** EXERCISE DIRECTIONS **
Which lines of the data below include the string "being"? Return each of them.

** DATA LISTING **
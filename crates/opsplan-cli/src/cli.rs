//! Command definitions and handlers for the opsplan CLI.
//!
//! Each subcommand has its own clap argument struct that converts into the
//! framework-free parameter types from `opsplan_core::params` via `From`.
//! The [`Cli`] struct owns the board and the renderer and maps each command
//! to a board call plus a display wrapper.

use anyhow::Result;
use clap::{Args, Subcommand, ValueEnum};
use opsplan_core::{
    display::{CompletionReport, CreateResult, DeleteResult, OperationStatus, UpdateResult},
    params::{
        AddComment, CompletePlan, CreatePlan, Id, ListPlans, StopPlan, TaskSpec, ToggleAction,
        UpdateTaskStatus,
    },
    scenario::{ExploratorySnapshot, PreviewContext},
    Board, ImpactProjection,
};

use crate::renderer::TerminalRenderer;

/// Commands for managing plans
#[derive(Subcommand)]
pub enum PlanCommands {
    /// Create a new plan
    #[command(alias = "c")]
    Create(CreatePlanArgs),
    /// List plans
    #[command(alias = "l")]
    List(ListPlansArgs),
    /// Show a plan with its tasks and actions
    #[command(alias = "s")]
    Show(PlanIdArgs),
    /// Execute a draft plan
    #[command(alias = "e")]
    Execute(PlanIdArgs),
    /// Permanently discard a draft plan
    #[command(alias = "d")]
    Discard(PlanIdArgs),
    /// Stop an active plan early
    Stop(StopPlanArgs),
    /// Complete an active plan
    Complete(CompletePlanArgs),
    /// Add a comment to a plan's activity log
    Comment(CommentArgs),
    /// Show a plan's activity log
    #[command(alias = "a")]
    Activity(PlanIdArgs),
    /// Preview a draft plan against a predictor snapshot
    #[command(alias = "p")]
    Preview(PreviewArgs),
}

/// Commands for managing tasks and their actions
#[derive(Subcommand)]
pub enum TaskCommands {
    /// Start working on a task (todo -> in-progress)
    Start(TaskIdArgs),
    /// Mark a task as done
    Done(TaskIdArgs),
    /// Set a task's status directly
    SetStatus(SetTaskStatusArgs),
    /// Toggle an action between pending and applied
    Toggle(ToggleActionArgs),
}

#[derive(Clone, Copy, ValueEnum)]
pub enum PriorityArg {
    Normal,
    High,
    Critical,
}

impl From<PriorityArg> for opsplan_core::Priority {
    fn from(arg: PriorityArg) -> Self {
        match arg {
            PriorityArg::Normal => Self::Normal,
            PriorityArg::High => Self::High,
            PriorityArg::Critical => Self::Critical,
        }
    }
}

#[derive(Clone, Copy, ValueEnum)]
pub enum StopReasonArg {
    Changed,
    NotWorking,
    Priority,
    Conflict,
    Other,
}

impl StopReasonArg {
    fn as_str(self) -> &'static str {
        match self {
            Self::Changed => "changed",
            Self::NotWorking => "not-working",
            Self::Priority => "priority",
            Self::Conflict => "conflict",
            Self::Other => "other",
        }
    }
}

#[derive(Clone, Copy, ValueEnum)]
pub enum DispositionArg {
    Complete,
    FollowOn,
    Handoff,
    Close,
}

impl DispositionArg {
    fn as_str(self) -> &'static str {
        match self {
            Self::Complete => "complete",
            Self::FollowOn => "follow-on",
            Self::Handoff => "handoff",
            Self::Close => "close",
        }
    }
}

#[derive(Clone, Copy, ValueEnum)]
pub enum TaskStatusArg {
    Todo,
    InProgress,
    Done,
}

impl TaskStatusArg {
    fn as_str(self) -> &'static str {
        match self {
            Self::Todo => "todo",
            Self::InProgress => "in-progress",
            Self::Done => "done",
        }
    }
}

/// Arguments for creating a plan
#[derive(Args)]
pub struct CreatePlanArgs {
    /// Name of the plan
    pub name: String,

    /// Priority of the intervention
    #[arg(long, value_enum, default_value = "normal")]
    pub priority: PriorityArg,

    /// Shift the plan belongs to (e.g. "day", "swing", "night")
    #[arg(long, default_value = "")]
    pub shift: String,

    /// Who is authoring the plan
    #[arg(long, default_value = "")]
    pub created_by: String,

    /// Create the plan directly in active status
    #[arg(long)]
    pub execute: bool,

    /// Comma-separated success criteria, created unmet
    #[arg(long, value_delimiter = ',')]
    pub criteria: Vec<String>,

    /// Predictor projection as 'category=base:projected'; repeat for
    /// multiple categories
    #[arg(long = "impact", value_parser = parse_impact)]
    pub impact: Vec<(String, ImpactProjection)>,

    /// Task title; repeat for multiple tasks, created in order
    #[arg(long = "task")]
    pub tasks: Vec<String>,
}

/// Parses a 'category=base:projected' projection argument.
fn parse_impact(s: &str) -> Result<(String, ImpactProjection), String> {
    let invalid = format!("expected 'category=base:projected', got '{s}'");
    let Some((category, scores)) = s.split_once('=') else {
        return Err(invalid);
    };
    let Some((base, projected)) = scores.split_once(':') else {
        return Err(invalid);
    };
    let base: f64 = base.trim().parse().map_err(|_| invalid.clone())?;
    let projected: f64 = projected.trim().parse().map_err(|_| invalid)?;
    Ok((category.trim().to_string(), ImpactProjection { base, projected }))
}

impl From<CreatePlanArgs> for CreatePlan {
    fn from(args: CreatePlanArgs) -> Self {
        Self {
            name: args.name,
            priority: args.priority.into(),
            shift_context: args.shift,
            created_by: args.created_by,
            activate_immediately: args.execute,
            origin: None,
            projected_impact: if args.impact.is_empty() {
                None
            } else {
                Some(args.impact.into_iter().collect())
            },
            success_criteria: args.criteria,
            tasks: args
                .tasks
                .into_iter()
                .map(|title| TaskSpec {
                    title,
                    ..Default::default()
                })
                .collect(),
        }
    }
}

/// Arguments for listing plans
#[derive(Args)]
pub struct ListPlansArgs {
    /// Restrict to one plan status ('draft', 'active', ...)
    #[arg(long)]
    pub status: Option<String>,

    /// Free-text match over name, creator and shift context
    #[arg(long)]
    pub query: Option<String>,
}

impl From<ListPlansArgs> for ListPlans {
    fn from(args: ListPlansArgs) -> Self {
        Self {
            status: args.status,
            query: args.query,
        }
    }
}

/// Arguments for commands that take just a plan ID
#[derive(Args)]
pub struct PlanIdArgs {
    /// Plan ID
    pub plan_id: u64,
}

impl From<PlanIdArgs> for Id {
    fn from(args: PlanIdArgs) -> Self {
        Self { id: args.plan_id }
    }
}

/// Arguments for stopping a plan
#[derive(Args)]
pub struct StopPlanArgs {
    /// Plan ID
    pub plan_id: u64,

    /// Why the plan is being stopped
    #[arg(value_enum)]
    pub reason: StopReasonArg,

    /// Optional free-text notes
    #[arg(long)]
    pub notes: Option<String>,
}

impl From<StopPlanArgs> for StopPlan {
    fn from(args: StopPlanArgs) -> Self {
        Self {
            plan_id: args.plan_id,
            reason: args.reason.as_str().to_string(),
            notes: args.notes,
        }
    }
}

/// Arguments for completing a plan
#[derive(Args)]
pub struct CompletePlanArgs {
    /// Plan ID
    pub plan_id: u64,

    /// How unfinished work should be handled
    #[arg(value_enum)]
    pub disposition: DispositionArg,

    /// Optional free-text notes
    #[arg(long)]
    pub notes: Option<String>,
}

impl From<CompletePlanArgs> for CompletePlan {
    fn from(args: CompletePlanArgs) -> Self {
        Self {
            plan_id: args.plan_id,
            disposition: args.disposition.as_str().to_string(),
            notes: args.notes,
        }
    }
}

/// Arguments for commenting on a plan
#[derive(Args)]
pub struct CommentArgs {
    /// Plan ID
    pub plan_id: u64,

    /// Comment text
    pub text: String,
}

impl From<CommentArgs> for AddComment {
    fn from(args: CommentArgs) -> Self {
        Self {
            plan_id: args.plan_id,
            text: args.text,
        }
    }
}

/// Arguments for previewing a draft plan
#[derive(Args)]
pub struct PreviewArgs {
    /// Plan ID
    pub plan_id: u64,

    /// System score before the previewed changes
    #[arg(long, default_value_t = 0.0)]
    pub before: f64,

    /// Predicted system score after the previewed changes
    #[arg(long, default_value_t = 0.0)]
    pub after: f64,

    /// Alerts the predictor expects to be resolved
    #[arg(long, default_value_t = 0)]
    pub alerts_resolved: u32,

    /// Alerts the predictor expects to be newly raised
    #[arg(long, default_value_t = 0)]
    pub alerts_new: u32,

    /// Root cause left unaddressed; repeat for multiple
    #[arg(long = "root-cause")]
    pub root_causes: Vec<String>,
}

impl From<PreviewArgs> for PreviewContext {
    fn from(args: PreviewArgs) -> Self {
        Self {
            plan_id: args.plan_id,
            baseline: ExploratorySnapshot {
                before: args.before,
                after: args.after,
                alerts_resolved: args.alerts_resolved,
                alerts_new: args.alerts_new,
                remaining_root_causes: args.root_causes,
            },
        }
    }
}

/// Arguments for commands that address a task within a plan
#[derive(Args)]
pub struct TaskIdArgs {
    /// Plan ID
    pub plan_id: u64,

    /// Task ID
    pub task_id: u64,
}

/// Arguments for setting a task's status directly
#[derive(Args)]
pub struct SetTaskStatusArgs {
    /// Plan ID
    pub plan_id: u64,

    /// Task ID
    pub task_id: u64,

    /// Target status
    #[arg(value_enum)]
    pub status: TaskStatusArg,
}

impl From<SetTaskStatusArgs> for UpdateTaskStatus {
    fn from(args: SetTaskStatusArgs) -> Self {
        Self {
            plan_id: args.plan_id,
            task_id: args.task_id,
            status: args.status.as_str().to_string(),
        }
    }
}

/// Arguments for toggling an action
#[derive(Args)]
pub struct ToggleActionArgs {
    /// Plan ID
    pub plan_id: u64,

    /// Task ID
    pub task_id: u64,

    /// Action ID
    pub action_id: u64,
}

impl From<ToggleActionArgs> for ToggleAction {
    fn from(args: ToggleActionArgs) -> Self {
        Self {
            plan_id: args.plan_id,
            task_id: args.task_id,
            action_id: args.action_id,
        }
    }
}

/// Command handler wiring the board to the terminal renderer
pub struct Cli {
    board: Board,
    renderer: TerminalRenderer,
}

impl Cli {
    /// Create a new CLI handler
    pub fn new(board: Board, renderer: TerminalRenderer) -> Self {
        Self { board, renderer }
    }

    /// List plans with default filters; used when no subcommand is given
    pub async fn list_plans_default(&self) -> Result<()> {
        let summaries = self.board.list_plans_summary(&ListPlans::default()).await?;
        self.renderer.render(&summaries.to_string())
    }

    /// Handle plan subcommands
    pub async fn handle_plan_command(&self, command: PlanCommands) -> Result<()> {
        match command {
            PlanCommands::Create(args) => {
                let plan = self.board.create_plan(&args.into()).await?;
                self.renderer.render(&CreateResult::new(plan).to_string())
            }
            PlanCommands::List(args) => {
                let summaries = self.board.list_plans_summary(&args.into()).await?;
                self.renderer.render(&summaries.to_string())
            }
            PlanCommands::Show(args) => {
                let params: Id = args.into();
                match self.board.get_plan(&params).await? {
                    Some(plan) => self.renderer.render(&plan.to_string()),
                    None => self.renderer.render(
                        &OperationStatus::failure(format!("Plan with ID {} not found", params.id))
                            .to_string(),
                    ),
                }
            }
            PlanCommands::Execute(args) => {
                let plan = self.board.execute_draft(&args.into()).await?;
                let changes = vec![format!("status: {}", plan.status)];
                self.renderer
                    .render(&UpdateResult::with_changes(plan, changes).to_string())
            }
            PlanCommands::Discard(args) => {
                let plan = self.board.discard_draft(&args.into()).await?;
                self.renderer.render(&DeleteResult::new(plan).to_string())
            }
            PlanCommands::Stop(args) => {
                let plan = self.board.stop_plan(&args.into()).await?;
                let changes = vec![format!("status: {}", plan.status)];
                self.renderer
                    .render(&UpdateResult::with_changes(plan, changes).to_string())
            }
            PlanCommands::Complete(args) => {
                let outcome = self.board.complete_plan(&args.into()).await?;
                self.renderer
                    .render(&CompletionReport(outcome).to_string())
            }
            PlanCommands::Comment(args) => {
                let entry = self.board.add_comment(&args.into()).await?;
                self.renderer.render(
                    &OperationStatus::success(format!("Comment added to plan {}", entry.plan_id))
                        .to_string(),
                )
            }
            PlanCommands::Activity(args) => {
                let feed = self.board.activity_feed(&args.into()).await?;
                self.renderer.render(&feed.to_string())
            }
            PlanCommands::Preview(args) => {
                let preview = self.board.preview_draft(&args.into()).await?;
                self.renderer.render(&preview.to_string())
            }
        }
    }

    /// Handle task subcommands
    pub async fn handle_task_command(&self, command: TaskCommands) -> Result<()> {
        match command {
            TaskCommands::Start(args) => {
                self.update_task(args.plan_id, args.task_id, TaskStatusArg::InProgress)
                    .await
            }
            TaskCommands::Done(args) => {
                self.update_task(args.plan_id, args.task_id, TaskStatusArg::Done)
                    .await
            }
            TaskCommands::SetStatus(args) => {
                self.update_task(args.plan_id, args.task_id, args.status)
                    .await
            }
            TaskCommands::Toggle(args) => {
                let action = self.board.toggle_action(&args.into()).await?;
                self.renderer.render(
                    &OperationStatus::success(format!(
                        "Action {} is now {}",
                        action.id,
                        action.status.as_str()
                    ))
                    .to_string(),
                )
            }
        }
    }

    async fn update_task(&self, plan_id: u64, task_id: u64, status: TaskStatusArg) -> Result<()> {
        let params = UpdateTaskStatus {
            plan_id,
            task_id,
            status: status.as_str().to_string(),
        };
        let task = self.board.update_task_status(&params).await?;
        let changes = vec![format!("status: {}", task.status)];
        self.renderer
            .render(&UpdateResult::with_changes(task, changes).to_string())
    }
}
//! Parameter structures for board operations.
//!
//! Shared parameter structures usable across interfaces (CLI, future HTTP
//! surface) without framework-specific derives. Interface layers wrap these
//! with their own derives (clap args, request types) and convert via `From`,
//! keeping the core free of UI framework dependencies.
//!
//! Status-bearing parameters carry raw strings and expose a `validate()`
//! method that parses them into the typed enums, so rejection happens before
//! any command touches the store.

use std::collections::BTreeMap;
use std::str::FromStr;

use serde::{Deserialize, Serialize};

use crate::error::{BoardError, Result};
use crate::models::{Disposition, ImpactProjection, PlanOrigin, Priority, StopReason, TaskStatus};

/// Generic parameters for operations requiring just a plan ID.
///
/// Used for show_plan, execute_draft, discard_draft and get_activity.
#[derive(Debug, Clone, Default, Serialize, Deserialize)]
pub struct Id {
    /// The ID of the resource to operate on
    pub id: u64,
}

/// Specification for one action nested under a task being created.
#[derive(Debug, Clone, Default, Serialize, Deserialize)]
pub struct ActionSpec {
    /// Kind of the entity being changed (e.g. "station")
    pub entity_kind: String,
    /// Name of the entity being changed
    pub entity_name: String,
    /// Kind of change (e.g. "reassign")
    pub action_kind: String,
    /// Value the change should move the entity to
    pub target: String,
}

/// Specification for one task nested under a plan being created.
#[derive(Debug, Clone, Default, Serialize, Deserialize)]
pub struct TaskSpec {
    /// Title of the task (required)
    pub title: String,
    /// Optional assignee
    pub assignee: Option<String>,
    /// Optional display-only due time (RFC 3339)
    pub due_time: Option<jiff::Timestamp>,
    /// Optional advisory tradeoff text
    pub tradeoff: Option<String>,
    /// Actions created with the task, in order
    #[serde(default)]
    pub actions: Vec<ActionSpec>,
}

/// Parameters for creating a new plan.
#[derive(Debug, Clone, Default, Serialize, Deserialize)]
pub struct CreatePlan {
    /// Name of the plan (required, non-empty)
    pub name: String,
    /// Priority of the intervention
    #[serde(default)]
    pub priority: Priority,
    /// Shift the plan belongs to
    #[serde(default)]
    pub shift_context: String,
    /// Who is authoring the plan
    #[serde(default)]
    pub created_by: String,
    /// Create directly in `active` status with a target completion horizon
    #[serde(default)]
    pub activate_immediately: bool,
    /// What spawned this plan, if anything
    pub origin: Option<PlanOrigin>,
    /// Predictor-supplied score projections keyed by category, stored
    /// verbatim
    pub projected_impact: Option<BTreeMap<String, ImpactProjection>>,
    /// Success criteria texts, created unmet
    #[serde(default)]
    pub success_criteria: Vec<String>,
    /// Tasks created with the plan, in order
    #[serde(default)]
    pub tasks: Vec<TaskSpec>,
}

impl CreatePlan {
    /// Rejects creation requests without a usable name.
    pub fn validate(&self) -> Result<()> {
        if self.name.trim().is_empty() {
            return Err(BoardError::missing_field(
                "name",
                "A plan requires a non-empty name",
            ));
        }
        Ok(())
    }
}

/// Parameters for listing plans.
#[derive(Debug, Clone, Default, Serialize, Deserialize)]
pub struct ListPlans {
    /// Restrict to one plan status ('draft', 'active', ...)
    pub status: Option<String>,
    /// Free-text match over name, creator and shift context
    pub query: Option<String>,
}

/// Parameters for changing a task's status.
#[derive(Debug, Clone, Default, Serialize, Deserialize)]
pub struct UpdateTaskStatus {
    /// ID of the owning plan
    pub plan_id: u64,
    /// ID of the task to transition
    pub task_id: u64,
    /// New status ('todo', 'in-progress' or 'done')
    pub status: String,
}

impl UpdateTaskStatus {
    /// Parse and validate the requested status.
    ///
    /// `incomplete` parses as a valid status but is never a legal target for
    /// a user transition; it is applied only by the completion resolver.
    ///
    /// # Errors
    ///
    /// * `BoardError::InvalidInput` - when the status string is unknown
    /// * `BoardError::InvalidTransition` - when `incomplete` is requested
    pub fn validate(&self) -> Result<TaskStatus> {
        let status =
            TaskStatus::from_str(&self.status).map_err(|reason| BoardError::InvalidInput {
                field: "status".to_string(),
                reason,
            })?;

        if status == TaskStatus::Incomplete {
            return Err(BoardError::invalid_transition(
                "Tasks become incomplete only when their plan closes",
            ));
        }

        Ok(status)
    }
}

/// Parameters for toggling an action between pending and applied.
#[derive(Debug, Clone, Default, Serialize, Deserialize)]
pub struct ToggleAction {
    /// ID of the owning plan
    pub plan_id: u64,
    /// ID of the owning task
    pub task_id: u64,
    /// ID of the action to flip
    pub action_id: u64,
}

/// Parameters for appending a comment to a plan's activity log.
#[derive(Debug, Clone, Default, Serialize, Deserialize)]
pub struct AddComment {
    /// ID of the plan to comment on
    pub plan_id: u64,
    /// Comment body (required, non-empty)
    pub text: String,
}

impl AddComment {
    /// Rejects empty comments.
    pub fn validate(&self) -> Result<()> {
        if self.text.trim().is_empty() {
            return Err(BoardError::missing_field(
                "text",
                "A comment requires non-empty text",
            ));
        }
        Ok(())
    }
}

/// Parameters for stopping an active plan early.
#[derive(Debug, Clone, Default, Serialize, Deserialize)]
pub struct StopPlan {
    /// ID of the plan to stop
    pub plan_id: u64,
    /// Why the plan is being stopped ('changed', 'not-working', 'priority',
    /// 'conflict' or 'other')
    pub reason: String,
    /// Optional free-text notes
    pub notes: Option<String>,
}

impl StopPlan {
    /// Parse and validate the stop reason.
    ///
    /// # Errors
    ///
    /// * `BoardError::MissingField` - when the reason is absent/empty
    /// * `BoardError::InvalidInput` - when the reason string is unknown
    pub fn validate(&self) -> Result<StopReason> {
        if self.reason.trim().is_empty() {
            return Err(BoardError::missing_field(
                "reason",
                "Stopping a plan requires a reason",
            ));
        }
        StopReason::from_str(&self.reason).map_err(|reason| BoardError::InvalidInput {
            field: "reason".to_string(),
            reason,
        })
    }
}

/// Parameters for completing an active plan.
#[derive(Debug, Clone, Default, Serialize, Deserialize)]
pub struct CompletePlan {
    /// ID of the plan to complete
    pub plan_id: u64,
    /// How unfinished work should be handled ('complete', 'follow-on',
    /// 'handoff' or 'close')
    pub disposition: String,
    /// Optional free-text notes
    pub notes: Option<String>,
}

impl CompletePlan {
    /// Parse and validate the disposition.
    pub fn validate(&self) -> Result<Disposition> {
        if self.disposition.trim().is_empty() {
            return Err(BoardError::missing_field(
                "disposition",
                "Completing a plan requires a disposition",
            ));
        }
        Disposition::from_str(&self.disposition).map_err(|reason| BoardError::InvalidInput {
            field: "disposition".to_string(),
            reason,
        })
    }
}

#[cfg(test)]
mod tests {
    use super::*;

    #[test]
    fn test_create_plan_validate_rejects_blank_name() {
        let params = CreatePlan {
            name: "   ".to_string(),
            ..Default::default()
        };

        match params.validate().unwrap_err() {
            BoardError::MissingField { field, .. } => assert_eq!(field, "name"),
            other => panic!("Expected MissingField, got {other:?}"),
        }
    }

    #[test]
    fn test_update_task_status_validate_accepts_known_statuses() {
        for (raw, expected) in [
            ("todo", TaskStatus::Todo),
            ("in-progress", TaskStatus::InProgress),
            ("in_progress", TaskStatus::InProgress),
            ("done", TaskStatus::Done),
        ] {
            let params = UpdateTaskStatus {
                plan_id: 1,
                task_id: 1,
                status: raw.to_string(),
            };
            assert_eq!(params.validate().unwrap(), expected);
        }
    }

    #[test]
    fn test_update_task_status_validate_rejects_incomplete_target() {
        let params = UpdateTaskStatus {
            plan_id: 1,
            task_id: 1,
            status: "incomplete".to_string(),
        };

        assert!(matches!(
            params.validate().unwrap_err(),
            BoardError::InvalidTransition { .. }
        ));
    }

    #[test]
    fn test_update_task_status_validate_rejects_unknown_status() {
        let params = UpdateTaskStatus {
            plan_id: 1,
            task_id: 1,
            status: "blocked".to_string(),
        };

        match params.validate().unwrap_err() {
            BoardError::InvalidInput { field, reason } => {
                assert_eq!(field, "status");
                assert!(reason.contains("blocked"));
            }
            other => panic!("Expected InvalidInput, got {other:?}"),
        }
    }

    #[test]
    fn test_stop_plan_validate_requires_reason() {
        let params = StopPlan {
            plan_id: 1,
            reason: String::new(),
            notes: None,
        };

        match params.validate().unwrap_err() {
            BoardError::MissingField { field, .. } => assert_eq!(field, "reason"),
            other => panic!("Expected MissingField, got {other:?}"),
        }
    }

    #[test]
    fn test_stop_plan_validate_parses_fixed_enumeration() {
        for (raw, expected) in [
            ("changed", StopReason::Changed),
            ("not-working", StopReason::NotWorking),
            ("priority", StopReason::Priority),
            ("conflict", StopReason::Conflict),
            ("other", StopReason::Other),
        ] {
            let params = StopPlan {
                plan_id: 1,
                reason: raw.to_string(),
                notes: None,
            };
            assert_eq!(params.validate().unwrap(), expected);
        }
    }

    #[test]
    fn test_complete_plan_validate_parses_disposition() {
        for (raw, expected) in [
            ("complete", Disposition::Complete),
            ("follow-on", Disposition::FollowOn),
            ("handoff", Disposition::Handoff),
            ("close", Disposition::Close),
        ] {
            let params = CompletePlan {
                plan_id: 1,
                disposition: raw.to_string(),
                notes: None,
            };
            assert_eq!(params.validate().unwrap(), expected);
        }
    }

    #[test]
    fn test_add_comment_validate_rejects_empty_text() {
        let params = AddComment {
            plan_id: 1,
            text: String::new(),
        };

        match params.validate().unwrap_err() {
            BoardError::MissingField { field, .. } => assert_eq!(field, "text"),
            other => panic!("Expected MissingField, got {other:?}"),
        }
    }
}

** THE COMPLETED TASK **
    /// Why the plan is being stopped
/// Specification for one action nested under a task being created.
    /// Kind of the entity being changed (e.g. "station")
    /// Name of the entity being changed
/// Specification for one task nested under a plan being created.
    /// Why the plan is being stopped ('changed', 'not-working', 'priority',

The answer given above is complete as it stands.